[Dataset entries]
......

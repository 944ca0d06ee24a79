// Backend module - Vulkan abstraction layer
//
// Thin wrappers around ash: each function maps onto one or two driver calls
// and logs what it created.

pub mod buffer;
pub mod commands;
pub mod device;
pub mod pipeline;
pub mod shader;
pub mod surface;
pub mod swapchain;
pub mod sync;
pub mod texture;

pub use buffer::GpuBuffer;
pub use device::GraphicsDevice;
pub use surface::Surface;
pub use swapchain::{Swapchain, SwapchainRequest};
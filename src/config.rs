// =============================================================================
// CONFIGURATION - Load settings from config.toml
// =============================================================================
//
// Every section falls back to defaults, so an empty or missing config.toml
// yields the stock 1280x720 double-buffered quad.

use anyhow::{Context, Result};
use serde::Deserialize;
use std::path::{Path, PathBuf};

pub const CONFIG_PATH: &str = "config.toml";

/// Vulkan guarantees maxImageDimension2D of at least this on every device
pub const MAX_TEXTURE_SIZE: u32 = 4096;

/// Where the configuration came from
#[derive(Debug)]
pub enum LoadOutcome {
    Loaded(PathBuf),
    NotFound(PathBuf),
    /// The file exists but could not be used; defaults were substituted
    Failed(anyhow::Error),
}

impl LoadOutcome {
    pub fn report(&self) {
        match self {
            LoadOutcome::Loaded(path) => log::info!("Loaded configuration from {:?}", path),
            LoadOutcome::NotFound(path) => {
                log::info!("Config file not found at {:?}, using defaults", path)
            }
            LoadOutcome::Failed(e) => log::warn!("{:#}. Using defaults.", e),
        }
    }
}

/// Root configuration structure
#[derive(Debug, Deserialize, Default)]
#[serde(default)]
pub struct Config {
    pub window: WindowConfig,
    pub graphics: GraphicsConfig,
    pub texture: TextureConfig,
    pub debug: DebugConfig,
}

/// Window settings
#[derive(Debug, Deserialize)]
#[serde(default)]
pub struct WindowConfig {
    pub title: String,
    pub width: u32,
    pub height: u32,
}

impl Default for WindowConfig {
    fn default() -> Self {
        Self {
            title: "Vulkan Renderer".to_string(),
            width: 1280,
            height: 720,
        }
    }
}

/// Graphics settings
#[derive(Debug, Deserialize)]
#[serde(default)]
pub struct GraphicsConfig {
    /// Requested swapchain image count, also the number of frames in flight
    pub back_buffer_count: u32,
    pub clear_color: [f32; 4],
    pub present_mode: String,
    /// Directory holding quad.vert.spv / quad.frag.spv
    pub shader_dir: String,
}

impl Default for GraphicsConfig {
    fn default() -> Self {
        Self {
            back_buffer_count: 2,
            clear_color: [0.042, 0.042, 0.042, 1.0],
            present_mode: "fifo".to_string(),
            shader_dir: "shaders".to_string(),
        }
    }
}

/// Procedural checkerboard applied to the quad
#[derive(Debug, Deserialize)]
#[serde(default)]
pub struct TextureConfig {
    pub size: u32,
    pub cell_size: u32,
    pub primary: [u8; 4],
    pub secondary: [u8; 4],
}

impl Default for TextureConfig {
    fn default() -> Self {
        Self {
            size: 256,
            cell_size: 32,
            primary: [230, 230, 230, 255],
            secondary: [40, 90, 160, 255],
        }
    }
}

/// Debug settings
#[derive(Debug, Deserialize)]
#[serde(default)]
pub struct DebugConfig {
    pub validation_layers: bool,
    pub log_level: String,
    pub log_to_file: bool,
    pub log_file: String,
    pub show_fps: bool,
}

impl Default for DebugConfig {
    fn default() -> Self {
        Self {
            validation_layers: true,
            log_level: "info".to_string(),
            log_to_file: false,
            log_file: "quad_renderer.log".to_string(),
            show_fps: true,
        }
    }
}

impl Config {
    /// Load `config.toml`, falling back to defaults.
    ///
    /// Runs before the logger exists, so the outcome is handed back for the
    /// caller to report once logging is up.
    pub fn load() -> (Self, LoadOutcome) {
        Self::load_or_default(CONFIG_PATH)
    }

    pub fn load_or_default<P: AsRef<Path>>(path: P) -> (Self, LoadOutcome) {
        let path = path.as_ref();
        if !path.exists() {
            return (Config::default(), LoadOutcome::NotFound(path.to_path_buf()));
        }
        match Self::load_from_path(path) {
            Ok(config) => (config, LoadOutcome::Loaded(path.to_path_buf())),
            Err(e) => (Config::default(), LoadOutcome::Failed(e)),
        }
    }

    /// Load configuration from a specific path; a missing file yields defaults
    pub fn load_from_path<P: AsRef<Path>>(path: P) -> Result<Self> {
        let path = path.as_ref();

        if !path.exists() {
            return Ok(Config::default());
        }

        let content = std::fs::read_to_string(path)
            .with_context(|| format!("Failed to read config file: {:?}", path))?;

        let config: Config = toml::from_str(&content)
            .with_context(|| format!("Failed to parse config file: {:?}", path))?;

        Ok(config)
    }

    /// Reject settings the driver would choke on later with a less useful error
    pub fn validate(&self) -> Result<()> {
        if self.window.width == 0 || self.window.height == 0 {
            anyhow::bail!(
                "Window size must be non-zero, got {}x{}",
                self.window.width,
                self.window.height
            );
        }
        if self.graphics.back_buffer_count == 0 {
            anyhow::bail!("back_buffer_count must be at least 1");
        }
        if self.texture.size == 0 || self.texture.size > MAX_TEXTURE_SIZE {
            anyhow::bail!(
                "Texture size must be in 1..={}, got {}",
                MAX_TEXTURE_SIZE,
                self.texture.size
            );
        }
        if let Some(c) = self
            .graphics
            .clear_color
            .iter()
            .find(|c| !(0.0..=1.0).contains(*c))
        {
            anyhow::bail!("Clear color component {} is outside [0, 1]", c);
        }
        Ok(())
    }

    /// Get present mode as Vulkan enum
    pub fn present_mode(&self) -> ash::vk::PresentModeKHR {
        match self.graphics.present_mode.to_lowercase().as_str() {
            "immediate" => ash::vk::PresentModeKHR::IMMEDIATE,
            "mailbox" => ash::vk::PresentModeKHR::MAILBOX,
            "fifo" => ash::vk::PresentModeKHR::FIFO,
            "fifo_relaxed" => ash::vk::PresentModeKHR::FIFO_RELAXED,
            _ => {
                log::warn!(
                    "Unknown present mode '{}', defaulting to FIFO",
                    self.graphics.present_mode
                );
                ash::vk::PresentModeKHR::FIFO
            }
        }
    }
}

#[cfg(test)]
mod tests {
    use super::*;
    use ash::vk;
    use std::io::Write;

    #[test]
    fn defaults_match_stock_quad() {
        let config = Config::default();
        assert_eq!(config.window.width, 1280);
        assert_eq!(config.window.height, 720);
        assert_eq!(config.window.title, "Vulkan Renderer");
        assert_eq!(config.graphics.back_buffer_count, 2);
        assert_eq!(config.graphics.clear_color, [0.042, 0.042, 0.042, 1.0]);
        assert!(config.validate().is_ok());
    }

    #[test]
    fn partial_file_keeps_other_defaults() {
        let config: Config = toml::from_str(
            r#"
            [window]
            width = 800

            [texture]
            cell_size = 8
            "#,
        )
        .unwrap();

        assert_eq!(config.window.width, 800);
        assert_eq!(config.window.height, 720);
        assert_eq!(config.texture.cell_size, 8);
        assert_eq!(config.texture.size, 256);
        assert_eq!(config.graphics.present_mode, "fifo");
    }

    #[test]
    fn missing_file_yields_defaults() {
        let dir = tempfile::tempdir().unwrap();
        let config = Config::load_from_path(dir.path().join("absent.toml")).unwrap();
        assert_eq!(config.window.width, 1280);
    }

    #[test]
    fn malformed_file_is_an_error() {
        let mut file = tempfile::NamedTempFile::new().unwrap();
        writeln!(file, "[window\nwidth = ").unwrap();

        let err = Config::load_from_path(file.path()).unwrap_err();
        assert!(format!("{:#}", err).contains("Failed to parse config file"));
    }

    #[test]
    fn loads_values_from_disk() {
        let mut file = tempfile::NamedTempFile::new().unwrap();
        writeln!(file, "[graphics]\nback_buffer_count = 3\npresent_mode = \"Mailbox\"").unwrap();

        let config = Config::load_from_path(file.path()).unwrap();
        assert_eq!(config.graphics.back_buffer_count, 3);
        assert_eq!(config.present_mode(), vk::PresentModeKHR::MAILBOX);
    }

    #[test]
    fn present_mode_names() {
        let mut config = Config::default();
        for (name, mode) in [
            ("immediate", vk::PresentModeKHR::IMMEDIATE),
            ("FIFO", vk::PresentModeKHR::FIFO),
            ("fifo_relaxed", vk::PresentModeKHR::FIFO_RELAXED),
            ("vsync-please", vk::PresentModeKHR::FIFO),
        ] {
            config.graphics.present_mode = name.to_string();
            assert_eq!(config.present_mode(), mode, "{}", name);
        }
    }

    #[test]
    fn validate_rejects_degenerate_settings() {
        let mut config = Config::default();
        config.window.height = 0;
        assert!(config.validate().is_err());

        let mut config = Config::default();
        config.graphics.back_buffer_count = 0;
        assert!(config.validate().is_err());

        let mut config = Config::default();
        config.texture.size = 0;
        assert!(config.validate().is_err());

        let mut config = Config::default();
        config.graphics.clear_color = [0.0, 1.5, 0.0, 1.0];
        assert!(config.validate().is_err());
    }

    #[test]
    fn texture_size_is_capped() {
        let mut config = Config::default();
        config.texture.size = MAX_TEXTURE_SIZE;
        assert!(config.validate().is_ok());

        for size in [MAX_TEXTURE_SIZE + 1, 40_000, u32::MAX] {
            config.texture.size = size;
            let err = config.validate().unwrap_err();
            assert!(err.to_string().contains("Texture size"), "{}", size);
        }
    }

    #[test]
    fn load_or_default_reports_missing_file() {
        let dir = tempfile::tempdir().unwrap();
        let path = dir.path().join("config.toml");

        let (config, outcome) = Config::load_or_default(&path);
        assert_eq!(config.window.width, 1280);
        assert!(matches!(outcome, LoadOutcome::NotFound(p) if p == path));
    }

    #[test]
    fn load_or_default_keeps_parse_error() {
        let mut file = tempfile::NamedTempFile::new().unwrap();
        writeln!(file, "[graphics]\nback_buffer_count = \"two\"").unwrap();

        let (config, outcome) = Config::load_or_default(file.path());
        assert_eq!(config.graphics.back_buffer_count, 2);
        match outcome {
            LoadOutcome::Failed(e) => {
                assert!(format!("{:#}", e).contains("Failed to parse config file"))
            }
            other => panic!("expected a parse failure, got {:?}", other),
        }
    }

    #[test]
    fn load_or_default_reads_file() {
        let mut file = tempfile::NamedTempFile::new().unwrap();
        writeln!(file, "[window]\ntitle = \"Checker\"").unwrap();

        let (config, outcome) = Config::load_or_default(file.path());
        assert_eq!(config.window.title, "Checker");
        assert!(matches!(outcome, LoadOutcome::Loaded(_)));
    }
}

......

_Exercise prompt:_ Nothing but the lines from the start of the data above through the line with "pub use buffer::GpuBuffer;" should appear in your answer, copied exactly.

_Result:_
repository 944ca0d06ee24a79
// Backend module - Vulkan abstraction layer
//
// Thin wrappers around ash: each function maps onto one or two driver calls
// and logs what it created.

pub mod buffer;
pub mod commands;
pub mod device;
pub mod pipeline;
pub mod shader;
pub mod surface;
pub mod swapchain;
pub mod sync;
pub mod texture;

pub use buffer::GpuBuffer;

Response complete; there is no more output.